The problem is, those url's also need to be available when typed directly into the address bar. But, they're partial views, so loading them directly from the address bar makes them display without any masterpages around them. Therefore my question if it might be possible to capture the route typed into the address bar and pass that on to my JavaScript function that will load that route in the content div.
(I hope I explained it ok enough, if not, feel free to ask more information)
You are 100% correct to not want to hard code your URLs in your javascript code as it demolishes one of the primary tenants of MVC to do so. I'm one of those "separation of concerns" guys who will not write a single line of javascript outside of a dedicated .js file so I cannot dynamically specify the URL the way tuanvt has. What I do is use MVCs Url.Action method to emit my service URLs into hidden inputs on the master page (or the specific page if it is not used in multiple places). Then my script file simply pulls the value out of that hidden input and uses it just fine.
ASP.NET MVC View Source
<input id="serviceUrl" type="hidden" value="<%= Url.Action("Action", "Controller") %>" />
JS Source
$.getJSON($("#serviceUrl").val(), function(data) {
//write your JS success code here to parse the data
});
First challenge, as you are using AJAX to load the partial pages you need client accessible URLs for the javascript to call. Second challenge, you need URLs that will load the HomeController and pass the 'page' portion of the URL into the javascript.
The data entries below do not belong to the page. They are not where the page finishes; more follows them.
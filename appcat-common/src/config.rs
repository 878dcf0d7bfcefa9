//! Settings loading and confidence-threshold resolution
//!
//! Threshold priority order:
//! 1. Command-line argument (highest priority)
//! 2. `APPCAT_THRESHOLD` environment variable
//! 3. TOML config file (`<config-dir>/appcat/config.toml`)
//! 4. Compiled default (fallback)

use crate::{Error, Result};
use serde::Deserialize;
use std::path::PathBuf;

/// Default semantic-similarity confidence threshold
pub const DEFAULT_CONFIDENCE_THRESHOLD: f32 = 0.3;

/// Default per-request HTTP timeout (seconds)
pub const DEFAULT_HTTP_TIMEOUT_SECS: u64 = 30;

/// Default User-Agent sent to catalog APIs
pub const DEFAULT_USER_AGENT: &str =
    concat!("appcat/", env!("CARGO_PKG_VERSION"), " (application category analyzer)");

/// Environment variable overriding the confidence threshold
pub const THRESHOLD_ENV_VAR: &str = "APPCAT_THRESHOLD";

/// Runtime settings for the categorizer
#[derive(Debug, Clone)]
pub struct Settings {
    /// Minimum cosine similarity to accept a semantic match (inclusive)
    pub confidence_threshold: f32,
    /// Per-request HTTP timeout in seconds
    pub http_timeout_secs: u64,
    /// User-Agent header for catalog requests
    pub user_agent: String,
}

impl Default for Settings {
    fn default() -> Self {
        Self {
            confidence_threshold: DEFAULT_CONFIDENCE_THRESHOLD,
            http_timeout_secs: DEFAULT_HTTP_TIMEOUT_SECS,
            user_agent: DEFAULT_USER_AGENT.to_string(),
        }
    }
}

/// On-disk settings shape (all fields optional)
#[derive(Debug, Clone, Default, Deserialize)]
pub struct FileSettings {
    pub confidence_threshold: Option<f32>,
    pub http_timeout_secs: Option<u64>,
    pub user_agent: Option<String>,
}

impl FileSettings {
    /// Parse a TOML settings file
    pub fn from_path(path: &PathBuf) -> Result<Self> {
        let content = std::fs::read_to_string(path)?;
        toml::from_str(&content).map_err(|e| Error::Config(format!("{}: {}", path.display(), e)))
    }
}

impl Settings {
    /// Resolve settings from CLI argument, environment, and config file.
    ///
    /// Malformed environment or file values are logged and skipped rather
    /// than treated as fatal.
    pub fn load(cli_threshold: Option<f32>) -> Self {
        let env_threshold = std::env::var(THRESHOLD_ENV_VAR).ok();
        let file = default_config_path()
            .filter(|p| p.exists())
            .and_then(|p| match FileSettings::from_path(&p) {
                Ok(f) => Some(f),
                Err(e) => {
                    tracing::warn!("Ignoring config file: {}", e);
                    None
                }
            })
            .unwrap_or_default();

        Self::resolve(cli_threshold, env_threshold.as_deref(), &file)
    }

    /// Pure resolution step, separated from process state for testability
    pub fn resolve(
        cli_threshold: Option<f32>,
        env_threshold: Option<&str>,
        file: &FileSettings,
    ) -> Self {
        let env_parsed = env_threshold.and_then(|raw| match raw.trim().parse::<f32>() {
            Ok(v) => Some(v),
            Err(_) => {
                tracing::warn!(
                    value = %raw,
                    "Ignoring unparseable {} value",
                    THRESHOLD_ENV_VAR
                );
                None
            }
        });

        let confidence_threshold = cli_threshold
            .or(env_parsed)
            .or(file.confidence_threshold)
            .unwrap_or(DEFAULT_CONFIDENCE_THRESHOLD);

        Self {
            confidence_threshold,
            http_timeout_secs: file.http_timeout_secs.unwrap_or(DEFAULT_HTTP_TIMEOUT_SECS),
            user_agent: file
                .user_agent
                .clone()
                .unwrap_or_else(|| DEFAULT_USER_AGENT.to_string()),
        }
    }
}

/// Default configuration file path for the platform
pub fn default_config_path() -> Option<PathBuf> {
    dirs::config_dir().map(|d| d.join("appcat").join("config.toml"))
}
//! itch.io client
//!
//! itch.io exposes no public JSON search API, so this adapter probes the
//! search page for a title hit. A hit yields the single tag "Game" — the
//! whole catalog is games, and the resolver forces the Game category for
//! this source anyway.

use async_trait::async_trait;
use thiserror::Error;

use super::{absorb_error, CategorySource};
use crate::category::normalizer::normalize_tag;

const ITCH_SEARCH_URL: &str = "https://itch.io/search";

/// itch.io client errors
#[derive(Debug, Error)]
pub enum ItchIoError {
    #[error("Network error: {0}")]
    Network(String),

    #[error("API error {0}: {1}")]
    Api(u16, String),
}

/// itch.io search-page presence probe
pub struct ItchIoClient {
    http: reqwest::Client,
}

impl ItchIoClient {
    pub fn new(http: reqwest::Client) -> Self {
        Self { http }
    }

    /// Probe the search page for the application title
    pub async fn fetch_categories(
        &self,
        app_name: &str,
    ) -> Result<Option<Vec<String>>, ItchIoError> {
        let response = self
            .http
            .get(ITCH_SEARCH_URL)
            .query(&[("q", app_name)])
            .send()
            .await
            .map_err(|e| ItchIoError::Network(e.to_string()))?;

        let status = response.status();
        if !status.is_success() {
            let body = response.text().await.unwrap_or_default();
            return Err(ItchIoError::Api(status.as_u16(), body));
        }

        let page = response
            .text()
            .await
            .map_err(|e| ItchIoError::Network(e.to_string()))?;

        if page_mentions_title(&page, app_name) {
            Ok(Some(vec!["Game".to_string()]))
        } else {
            Ok(None)
        }
    }
}

/// Normalized substring check, tolerant of markup and case differences
pub(crate) fn page_mentions_title(page: &str, app_name: &str) -> bool {
    let needle = normalize_tag(app_name);
    if needle.is_empty() {
        return false;
    }
    normalize_tag(page).contains(&needle)
}

#[async_trait]
impl CategorySource for ItchIoClient {
    fn name(&self) -> &'static str {
        "Itch.io"
    }

    async fn get_categories(&self, app_name: &str) -> Option<Vec<String>> {
        absorb_error(self.name(), self.fetch_categories(app_name).await)
    }
}

#[cfg(test)]
mod tests {
    use super::*;

    #[test]
    fn title_probe_matches_through_markup_and_case() {
        let page = r#"<div class="game_cell"><a href="/x">Celeste Classic</a></div>"#;
        assert!(page_mentions_title(page, "celeste classic"));
        assert!(page_mentions_title(page, "Celeste Classic"));
        assert!(!page_mentions_title(page, "Hollow Knight"));
    }

    #[test]
    fn empty_title_never_matches() {
        assert!(!page_mentions_title("anything", ""));
        assert!(!page_mentions_title("anything", "!!!"));
    }
}
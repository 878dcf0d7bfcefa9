//! Catalog source adapters
//!
//! One client per third-party catalog. Every adapter implements
//! `CategorySource`: network and parse failures are logged at this boundary
//! and surface as an absent result, never as an error to the resolver.

pub mod app_store;
pub mod flathub;
pub mod gog;
pub mod itch_io;
pub mod my_abandonware;
pub mod snapcraft;

pub use app_store::{AppStoreClient, AppStoreError};
pub use flathub::{FlathubClient, FlathubError};
pub use gog::{GogClient, GogError};
pub use itch_io::{ItchIoClient, ItchIoError};
pub use my_abandonware::{MyAbandonwareClient, MyAbandonwareError};
pub use snapcraft::{SnapcraftClient, SnapcraftError};

use async_trait::async_trait;

/// A catalog that can report category tags for an application name.
///
/// `get_categories` is total: adapters translate their own failures to
/// `None` ("no data from this source") so one broken catalog never aborts
/// the overall resolution.
#[async_trait]
pub trait CategorySource: Send + Sync {
    /// Source display name, used as the key in `RawCategories`
    fn name(&self) -> &'static str;

    /// Raw category tags for the application, or `None` when the source has
    /// no data (including on network or parse failure)
    async fn get_categories(&self, app_name: &str) -> Option<Vec<String>>;
}

/// Convert an adapter-level fetch result to the absent-on-failure contract,
/// logging the failure
pub(crate) fn absorb_error<E: std::fmt::Display>(
    source: &str,
    result: Result<Option<Vec<String>>, E>,
) -> Option<Vec<String>> {
    match result {
        Ok(tags) => tags.filter(|t| !t.is_empty()),
        Err(e) => {
            tracing::warn!(source = %source, error = %e, "Catalog lookup failed, treating as no data");
            None
        }
    }
}
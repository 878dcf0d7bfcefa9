//! Category domain: canonical catalog, tag normalization, keyword mapping,
//! semantic embedding, resolution, and energy tiers.

pub mod catalog;
pub mod embedding;
pub mod energy;
pub mod keyword_map;
pub mod normalizer;
pub mod resolver;

pub use catalog::Category;
pub use embedding::{cosine_similarity, Embedder, HashEmbedder};
pub use energy::{assign_energy_tag, EnergyTier};
pub use keyword_map::{map_keyword, title_case};
pub use normalizer::normalize_tag;
pub use resolver::CategoryResolver;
For the first aspect I'd create some abstracted routes, i.e. "/ajaxaccess/{controller}/{action}/{id}" for the partial pages. That would be the first registered route. A second route would accept any controller/action reference and always get processed by the HomeController Index action.
In the /Home/Index action you grab the requested URL and slice it up, take the /{controller}/{action}/... section and pass that into your default.aspx using TempData. In your page check for the existence of the TempData and if it exists use the value therein to trigger your AJAX page load for the partial page (don't forget that you'll need to prepend '/ajaxaccess' (or whatever you choose) to the URL before it's passed to your page.
I'm not going to provide code here as I think the information you'll gain from working through this yourself will be invaluable to you moving forward.
You could use hash anchor (#) on your url and read it with javascript.
var url = document.location.toString();
if (url.match('#')) {
anchor = url.split('#');
// do whatever with anchor[1] ..
}
You can do something like this, put this in your javascript code on the view:
var szUrl=<%= ViewContext.RouteData.Route.ToString()%>;
Then the current route will be stored on the variable szUrl.